___ SOURCE INFORMATION

//! Binding of a compiled kernel to a launch configuration.

use std::sync::Arc;

use sigkern_device::stream::use_stream;
use sigkern_device::{Buffer, DTypeMismatchSnafu, Extent, KernelArg, LaunchConfig, ShapeMismatchSnafu, Stream};
use snafu::{ResultExt, ensure};
use tracing::debug;

use crate::error::{DeviceSnafu, InvalidArgumentSnafu, Result};
use crate::kernel_cache::CachedKernel;

/// A cached kernel plus the grid, block and stream it launches with.
///
/// Reusable: every [`call`](Self::call) derives lengths from the buffers it
/// is given.
#[derive(Debug, Clone)]
pub struct KernelInvoker {
    launch: LaunchConfig,
    kernel: Arc<CachedKernel>,
}

impl KernelInvoker {
    /// Scalars for `grid` or `block` become one-dimensional extents.
    pub fn new(
        grid: impl Into<Extent>,
        block: impl Into<Extent>,
        stream: Arc<dyn Stream>,
        kernel: Arc<CachedKernel>,
    ) -> Self {
        Self::from_launch(LaunchConfig::new(grid, block, stream), kernel)
    }

    pub fn from_launch(launch: LaunchConfig, kernel: Arc<CachedKernel>) -> Self {
        Self { launch, kernel }
    }

    pub fn launch_config(&self) -> &LaunchConfig {
        &self.launch
    }

    pub fn kernel(&self) -> &Arc<CachedKernel> {
        &self.kernel
    }

    /// Run the recursive filter kernel: `out = lfilter(b, a, x)`.
    ///
    /// Makes the invoker's stream active, then launches with
    /// `(x_len, a_len, b_len, x, a, b, out)`. Returns once the launch is
    /// queued; synchronize the stream to wait for `out`.
    pub fn call(&self, b: &Buffer, a: &Buffer, x: &Buffer, out: &Buffer) -> Result<()> {
        self.check_buffers(b, a, x, out).context(DeviceSnafu)?;
        ensure!(!a.is_empty(), InvalidArgumentSnafu { reason: "denominator coefficients must not be empty" });

        let x_len = to_i32(x.len(), "x")?;
        let a_len = to_i32(a.len(), "a")?;
        let b_len = to_i32(b.len(), "b")?;

        use_stream(&self.launch.stream).context(DeviceSnafu)?;
        debug!(
            kernel.op = %self.kernel.op,
            kernel.dtype = %self.kernel.dtype,
            kernel.entry_point = self.kernel.entry_point,
            x.len = x_len,
            a.len = a_len,
            b.len = b_len,
            "launching kernel"
        );

        let args = [
            KernelArg::I32(x_len),
            KernelArg::I32(a_len),
            KernelArg::I32(b_len),
            KernelArg::Buffer(x),
            KernelArg::Buffer(a),
            KernelArg::Buffer(b),
            KernelArg::BufferMut(out),
        ];
        // SAFETY: argument list matches the lfilter entry point, and every
        // buffer holds at least the length passed for it.
        unsafe { self.kernel.function.launch(&self.launch, &args) }.context(DeviceSnafu)
    }

    fn check_buffers(&self, b: &Buffer, a: &Buffer, x: &Buffer, out: &Buffer) -> sigkern_device::Result<()> {
        let expected = self.kernel.dtype;
        for buffer in [b, a, x, out] {
            ensure!(buffer.dtype() == expected, DTypeMismatchSnafu { expected, actual: buffer.dtype() });
        }
        ensure!(out.len() == x.len(), ShapeMismatchSnafu { expected: x.shape().to_vec(), actual: out.shape().to_vec() });
        Ok(())
    }
}

fn to_i32(len: usize, name: &str) -> Result<i32> {
    i32::try_from(len).map_err(|_| {
        InvalidArgumentSnafu { reason: format!("{name} has {len} elements, more than a kernel index can address") }
            .build()
    })
}
use sigkern_dtype::ElementType;
use snafu::Snafu;

pub type Result<T, E = Error> = std::result::Result<T, E>;

#[derive(Debug, Snafu)]
#[snafu(visibility(pub))]
pub enum Error {
    /// Shape of a buffer does not match the expected shape.
    #[snafu(display("shape mismatch: expected {expected:?}, got {actual:?}"))]
    ShapeMismatch { expected: Vec<usize>, actual: Vec<usize> },

    #[snafu(display("size mismatch: expected {expected}, got {actual}"))]
    SizeMismatch { expected: usize, actual: usize },

    #[snafu(display("dtype mismatch: expected {expected}, got {actual}"))]
    DTypeMismatch { expected: ElementType, actual: ElementType },

    /// Grid or block extent cannot be launched.
    #[snafu(display("invalid launch shape: {reason}"))]
    InvalidLaunchShape { reason: String },

    /// The module compiler rejected the source.
    #[snafu(display("compilation failed: {reason}"))]
    Compilation { reason: String },

    /// Function not found in a compiled module.
    #[snafu(display("function '{name}' not found in module"))]
    FunctionNotFound { name: String },

    #[snafu(display("execution error: {reason}"))]
    Execution { reason: String },

    /// A buffer or stream belongs to a different backend than the kernel.
    #[snafu(display("backend mismatch: kernel runs on {expected}, got {actual}"))]
    BackendMismatch { expected: String, actual: String },

    #[cfg(feature = "cuda")]
    #[snafu(display("CUDA error: {source}"))]
    Cuda { source: cudarc::driver::DriverError },
}
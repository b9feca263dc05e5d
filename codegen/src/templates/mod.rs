//! CUDA C++ source templates, one per operation.
//!
//! Placeholders: `{header}` (complex support include, possibly empty) and
//! `{datatype}` (device scalar spelling). Each template defines a single
//! `extern "C"` entry point named in the operation table.

pub mod convolve;
pub mod lfilter;
pub mod spectral;
pub mod upfirdn;
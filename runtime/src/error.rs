//! Error types for kernel compilation and execution.

use sigkern_codegen::OperationKind;
use sigkern_dtype::ElementType;
use snafu::Snafu;

/// Result type for runtime operations.
pub type Result<T, E = Error> = std::result::Result<T, E>;

/// Errors that can occur while compiling, caching or launching kernels.
#[derive(Debug, Snafu)]
#[snafu(visibility(pub))]
pub enum Error {
    /// Operation lookup or source generation failed.
    #[snafu(context(false), display("{source}"))]
    Codegen { source: sigkern_codegen::Error },

    /// Compiler, buffer or stream failure.
    #[snafu(display("device error: {source}"))]
    Device { source: sigkern_device::Error },

    /// A kernel was requested for invocation without being compiled first.
    #[snafu(display("kernel '{op}' for {dtype} not found in kernel cache"))]
    CacheMiss { op: OperationKind, dtype: ElementType },

    /// The operation has no invoker wrapper.
    #[snafu(display("no kernel invoker for '{op}'"))]
    UnimplementedOperation { op: OperationKind },

    #[snafu(display("invalid argument: {reason}"))]
    InvalidArgument { reason: String },

    #[snafu(display("invalid configuration: {reason}"))]
    Config { reason: String },

    /// `init_global` was called after the global context already existed.
    #[snafu(display("global kernel context already initialized"))]
    AlreadyInitialized,
}
//! Type-support table.
//!
//! Convolution and correlation (1D and 2D) share the widest set. The
//! recursive filter and the periodogram are real-only. Resampling takes real
//! and complex values but not integers.

use sigkern_dtype::ElementType;
use snafu::OptionExt;

use crate::OperationKind;
use crate::error::{Result, UnsupportedDatatypeSnafu};
use crate::table::operation_spec;

/// Element type paired with its CUDA scalar spelling.
pub type TypeSupport = &'static [(ElementType, &'static str)];

pub(crate) const CONVOLVE_TYPES: TypeSupport = &[
    (ElementType::Int32, "int"),
    (ElementType::Int64, "long int"),
    (ElementType::Float32, "float"),
    (ElementType::Float64, "double"),
    (ElementType::Complex64, "complex<float>"),
    (ElementType::Complex128, "complex<double>"),
];

pub(crate) const REAL_TYPES: TypeSupport = &[(ElementType::Float32, "float"), (ElementType::Float64, "double")];

pub(crate) const UPFIRDN_TYPES: TypeSupport = &[
    (ElementType::Float32, "float"),
    (ElementType::Float64, "double"),
    (ElementType::Complex64, "complex<float>"),
    (ElementType::Complex128, "complex<double>"),
];

/// All element types `op` supports, with their device spellings.
pub fn supported_types(op: OperationKind) -> Result<TypeSupport> {
    Ok(operation_spec(op)?.support)
}

/// Device scalar spelling of `dtype` for `op`.
pub fn scalar_spelling(op: OperationKind, dtype: ElementType) -> Result<&'static str> {
    supported_types(op)?
        .iter()
        .find_map(|(ty, spelling)| (*ty == dtype).then_some(*spelling))
        .context(UnsupportedDatatypeSnafu { dtype, op })
}
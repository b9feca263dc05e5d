use std::sync::Arc;

use sigkern_dtype::{Element, ElementType};
use smallvec::SmallVec;
use snafu::ensure;
#[cfg(feature = "cuda")]
use snafu::ResultExt;

use crate::allocator::{Allocator, BufferOptions, RawBuffer};
use crate::error::{DTypeMismatchSnafu, Result, SizeMismatchSnafu};

#[cfg(feature = "cuda")]
use crate::error::CudaSnafu;

/// Shaped, typed device memory owned by the caller.
#[derive(Debug)]
pub struct Buffer {
    raw: RawBuffer,
    allocator: Arc<dyn Allocator>,
    dtype: ElementType,
    /// Shape of the array (stack-allocated for 0-4D).
    shape: SmallVec<[usize; 4]>,
}

impl Buffer {
    /// Allocate a buffer of `dtype` elements with the given shape.
    pub fn allocate(
        allocator: Arc<dyn Allocator>,
        dtype: ElementType,
        shape: &[usize],
        options: BufferOptions,
    ) -> Result<Self> {
        let size = dtype.bytes() * shape.iter().product::<usize>();
        let raw = allocator.alloc(size, &options)?;
        Ok(Self { raw, allocator, dtype, shape: SmallVec::from_slice(shape) })
    }

    /// Allocate a zero-filled buffer with this buffer's shape, dtype and allocator.
    pub fn zeros_like(&self) -> Result<Self> {
        Self::allocate(Arc::clone(&self.allocator), self.dtype, &self.shape, BufferOptions { zero_init: true })
    }

    /// Allocate a 1-D buffer holding a copy of `values`.
    pub fn from_slice<T: Element>(allocator: Arc<dyn Allocator>, values: &[T]) -> Result<Self> {
        let buffer = Self::allocate(allocator, T::DTYPE, &[values.len()], BufferOptions::default())?;
        buffer.copyin(bytemuck::cast_slice(values))?;
        Ok(buffer)
    }

    /// Copy the contents out as host values.
    pub fn to_vec<T: Element>(&self) -> Result<Vec<T>> {
        ensure!(T::DTYPE == self.dtype, DTypeMismatchSnafu { expected: self.dtype, actual: T::DTYPE });
        let mut bytes = vec![0u8; self.size()];
        self.copyout(&mut bytes)?;
        Ok(bytemuck::pod_collect_to_vec(&bytes))
    }

    /// Copy data from host memory into this buffer.
    pub fn copyin(&self, src: &[u8]) -> Result<()> {
        let expected = self.size();
        let actual = src.len();
        ensure!(expected == actual, SizeMismatchSnafu { expected, actual });

        match &self.raw {
            RawBuffer::Host { data } => {
                data.borrow_mut().copy_from_slice(src);
                Ok(())
            }
            #[cfg(feature = "cuda")]
            RawBuffer::Cuda { data, stream } => stream.memcpy_htod(src, &mut *data.borrow_mut()).context(CudaSnafu),
        }
    }

    /// Copy data from this buffer to host memory.
    ///
    /// Device copies are ordered after pending work on the buffer's stream.
    pub fn copyout(&self, dst: &mut [u8]) -> Result<()> {
        let expected = self.size();
        let actual = dst.len();
        ensure!(expected == actual, SizeMismatchSnafu { expected, actual });

        match &self.raw {
            RawBuffer::Host { data } => {
                dst.copy_from_slice(&data.borrow());
                Ok(())
            }
            #[cfg(feature = "cuda")]
            RawBuffer::Cuda { data, stream } => {
                stream.memcpy_dtoh(&*data.borrow(), dst).context(CudaSnafu)?;
                stream.synchronize().context(CudaSnafu)
            }
        }
    }

    pub fn dtype(&self) -> ElementType {
        self.dtype
    }

    pub fn shape(&self) -> &[usize] {
        &self.shape
    }

    /// Extent of the leading axis (0 for a scalar).
    pub fn len(&self) -> usize {
        self.shape.first().copied().unwrap_or(0)
    }

    pub fn is_empty(&self) -> bool {
        self.numel() == 0
    }

    /// Total number of elements.
    pub fn numel(&self) -> usize {
        self.shape.iter().product()
    }

    /// Size in bytes.
    pub fn size(&self) -> usize {
        self.raw.size()
    }

    pub fn raw(&self) -> &RawBuffer {
        &self.raw
    }

    pub fn allocator(&self) -> &dyn Allocator {
        &*self.allocator
    }
}
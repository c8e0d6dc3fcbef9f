// ABOUTME: Duplex transport abstraction for exec sessions
// The WebSocket implementation dials the pod/container-scoped exec endpoint

use crate::terminal::session::SessionId;
use async_trait::async_trait;
use futures_util::{SinkExt, StreamExt};
use thiserror::Error;
use tokio::net::TcpStream;
use tokio_tungstenite::{connect_async, tungstenite, MaybeTlsStream, WebSocketStream};
use tracing::debug;

#[derive(Debug, Error)]
pub enum TransportError {
    #[error("websocket error: {0}")]
    WebSocket(#[from] tungstenite::Error),
    #[error("{0}")]
    Other(String),
}

/// One received unit from the transport.
#[derive(Debug, Clone, PartialEq, Eq)]
pub enum TransportEvent {
    /// Text payload: either a JSON control frame or process output.
    Text(String),
    /// Raw process output bytes.
    Binary(Vec<u8>),
    /// Orderly close from the remote side (or EOF).
    Closed,
    /// Stream failure.
    Error(String),
}

/// Bidirectional framed stream carrying one session's traffic.
///
/// The session driver owns its transport exclusively; there is no sharing
/// or pooling across sessions. Tests substitute an in-memory fake.
#[async_trait]
pub trait Transport: Send {
    async fn send_text(&mut self, text: String) -> Result<(), TransportError>;

    /// Next inbound event. Must be cancel-safe: the driver polls this
    /// inside a `select!` alongside commands and timers.
    async fn recv(&mut self) -> TransportEvent;

    /// Close the underlying stream. Closing an already-closed transport is
    /// a no-op, never an error.
    async fn close(&mut self) -> Result<(), TransportError>;
}

/// Path of the exec endpoint for a session, scoped by pod and container.
pub fn exec_url(ws_base: &str, id: &SessionId) -> String {
    format!(
        "{}/api/pod/{}/{}/exec",
        ws_base.trim_end_matches('/'),
        id.pod,
        id.container
    )
}

/// WebSocket-backed transport.
pub struct WsTransport {
    ws: WebSocketStream<MaybeTlsStream<TcpStream>>,
}

impl WsTransport {
    pub async fn dial(url: &str) -> Result<Self, TransportError> {
        debug!(url, "dialing exec endpoint");
        let (ws, response) = connect_async(url).await?;
        debug!(status = ?response.status(), "exec handshake complete");
        Ok(Self { ws })
    }
}

#[async_trait]
impl Transport for WsTransport {
    async fn send_text(&mut self, text: String) -> Result<(), TransportError> {
        self.ws.send(tungstenite::Message::Text(text)).await?;
        Ok(())
    }

    async fn recv(&mut self) -> TransportEvent {
        loop {
            match self.ws.next().await {
                None | Some(Ok(tungstenite::Message::Close(_))) => return TransportEvent::Closed,
                Some(Ok(tungstenite::Message::Text(text))) => return TransportEvent::Text(text),
                Some(Ok(tungstenite::Message::Binary(bytes))) => {
                    return TransportEvent::Binary(bytes)
                }
                // Ping/pong are answered by the library; frames of other
                // kinds carry nothing for the session.
                Some(Ok(_)) => continue,
                Some(Err(e)) => return TransportEvent::Error(e.to_string()),
            }
        }
    }

    async fn close(&mut self) -> Result<(), TransportError> {
        match self.ws.close(None).await {
            Ok(())
            | Err(tungstenite::Error::ConnectionClosed)
            | Err(tungstenite::Error::AlreadyClosed) => Ok(()),
            Err(e) => Err(e.into()),
        }
    }
}
// ABOUTME: Application state and event routing for the console UI

pub mod events;
pub mod state;
pub mod toast;

pub use events::{key_to_input, AppEvent, EventHandler};
pub use state::{AppState, TerminalWindow, View, WindowChrome};
pub use toast::{Toast, ToastLevel};
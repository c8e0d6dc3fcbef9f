// ABOUTME: Data models shared across the console

pub mod records;

pub use records::{ChallengeSummary, ContainerInfo, GameSummary, TeamSummary};
// ABOUTME: Top-level frame composition: listing, floating terminal windows,
// minimized badges, toast line, status bar

use crate::app::{AppState, ToastLevel, View};
use crate::components::{container_list, help, terminal_window};
use ratatui::{
    layout::{Constraint, Direction, Layout},
    style::{Color, Style},
    widgets::Paragraph,
    Frame,
};

pub fn render(frame: &mut Frame, state: &AppState) {
    let chunks = Layout::default()
        .direction(Direction::Vertical)
        .constraints([
            Constraint::Length(1),
            Constraint::Min(1),
            Constraint::Length(1),
        ])
        .split(frame.size());

    // Toast line: newest unexpired toast wins.
    if let Some(toast) = state.toasts.last() {
        let style = match toast.level {
            ToastLevel::Error => Style::default().fg(Color::Red),
            ToastLevel::Success => Style::default().fg(Color::Green),
            ToastLevel::Info => Style::default().fg(Color::Yellow),
        };
        frame.render_widget(Paragraph::new(toast.message.clone()).style(style), chunks[0]);
    }

    match state.view {
        View::Help => help::render(frame, chunks[1]),
        View::Containers => container_list::render(frame, state, chunks[1]),
    }

    let status = format!(
        " {} container(s) | {} window(s), {} live | ? for help ",
        state.container_rows().len(),
        state.windows.len(),
        state.live_session_count(),
    );
    frame.render_widget(
        Paragraph::new(status).style(Style::default().fg(Color::DarkGray)),
        chunks[2],
    );

    // Windows draw over the listing; the focused one last, on top.
    for (i, window) in state.windows.iter().enumerate() {
        if Some(i) != state.focused_window {
            terminal_window::render(frame, window, false);
        }
    }
    if let Some(window) = state.focused_window.and_then(|i| state.windows.get(i)) {
        terminal_window::render(frame, window, true);
    }
    terminal_window::render_minimized_badges(frame, &state.windows);
}
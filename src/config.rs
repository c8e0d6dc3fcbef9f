// ABOUTME: Client configuration: backend endpoint, auth, and bridge tunables
// Loaded from a TOML file in the platform config dir, overridable via CLI

use crate::terminal::{BridgeConfig, ErrorFramePolicy};
use anyhow::{Context, Result};
use directories::ProjectDirs;
use serde::{Deserialize, Serialize};
use std::path::{Path, PathBuf};
use std::time::Duration;

#[derive(Debug, Clone, Serialize, Deserialize)]
#[serde(default)]
pub struct Config {
    /// HTTP origin of the backend, e.g. `https://ctf.example`.
    pub server_url: String,
    pub token: Option<String>,
    pub heartbeat_interval_secs: u64,
    pub resize_debounce_ms: u64,
    pub close_grace_ms: u64,
    pub error_frame_policy: ErrorFramePolicy,
    pub log_filter: String,
}

impl Default for Config {
    fn default() -> Self {
        Self {
            server_url: "http://localhost:8080".to_string(),
            token: None,
            heartbeat_interval_secs: 20,
            resize_debounce_ms: 150,
            close_grace_ms: 200,
            error_frame_policy: ErrorFramePolicy::Inline,
            log_filter: "ctf_console=info".to_string(),
        }
    }
}

impl Config {
    /// Load from `path` when given, else from the default location, else
    /// fall back to defaults when no file exists.
    pub fn load(path: Option<&Path>) -> Result<Self> {
        let path = match path {
            Some(p) => Some(p.to_path_buf()),
            None => Self::default_path(),
        };
        match path {
            Some(p) if p.exists() => {
                let raw = std::fs::read_to_string(&p)
                    .with_context(|| format!("reading config {}", p.display()))?;
                toml::from_str(&raw).with_context(|| format!("parsing config {}", p.display()))
            }
            _ => Ok(Self::default()),
        }
    }

    pub fn default_path() -> Option<PathBuf> {
        ProjectDirs::from("", "", "ctf-console").map(|dirs| dirs.config_dir().join("config.toml"))
    }

    /// WebSocket origin derived from the HTTP one.
    pub fn ws_base(&self) -> String {
        if let Some(rest) = self.server_url.strip_prefix("https://") {
            format!("wss://{rest}")
        } else if let Some(rest) = self.server_url.strip_prefix("http://") {
            format!("ws://{rest}")
        } else {
            self.server_url.clone()
        }
    }

    pub fn bridge_config(&self) -> BridgeConfig {
        BridgeConfig {
            heartbeat_interval: Duration::from_secs(self.heartbeat_interval_secs),
            resize_debounce: Duration::from_millis(self.resize_debounce_ms),
            close_grace: Duration::from_millis(self.close_grace_ms),
            error_frame_policy: self.error_frame_policy,
        }
    }
}
// ABOUTME: Transient toast notifications for the global error channel
// Ordinary API failures surface here; exec sessions never do

use std::time::{Duration, Instant};

#[derive(Debug, Clone, Copy, PartialEq, Eq)]
pub enum ToastLevel {
    Info,
    Success,
    Error,
}

#[derive(Debug, Clone)]
pub struct Toast {
    pub message: String,
    pub level: ToastLevel,
    pub created_at: Instant,
    pub ttl: Duration,
}

impl Toast {
    pub fn new(message: impl Into<String>, level: ToastLevel) -> Self {
        Self {
            message: message.into(),
            level,
            created_at: Instant::now(),
            ttl: Duration::from_secs(5),
        }
    }

    pub fn info(message: impl Into<String>) -> Self {
        Self::new(message, ToastLevel::Info)
    }

    pub fn success(message: impl Into<String>) -> Self {
        Self::new(message, ToastLevel::Success)
    }

    pub fn error(message: impl Into<String>) -> Self {
        Self::new(message, ToastLevel::Error)
    }

    pub fn is_expired(&self) -> bool {
        self.created_at.elapsed() >= self.ttl
    }
}
// ABOUTME: Library crate for ctf-console exposing the exec bridge and UI glue

pub mod api;
pub mod app;
pub mod components;
pub mod config;
pub mod models;
pub mod terminal;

______

[WHAT THE EXERCISE ASKS]: Output should match, line for line, the stretch of the material above from the line holding "or launching kernels." through the line holding "or stream failure.".

[RESULT FOR THIS TASK]:
/// Errors that can occur while compiling, caching or launching kernels.
#[derive(Debug, Snafu)]
#[snafu(visibility(pub))]
pub enum Error {
    /// Operation lookup or source generation failed.
    #[snafu(context(false), display("{source}"))]
    Codegen { source: sigkern_codegen::Error },

    /// Compiler, buffer or stream failure.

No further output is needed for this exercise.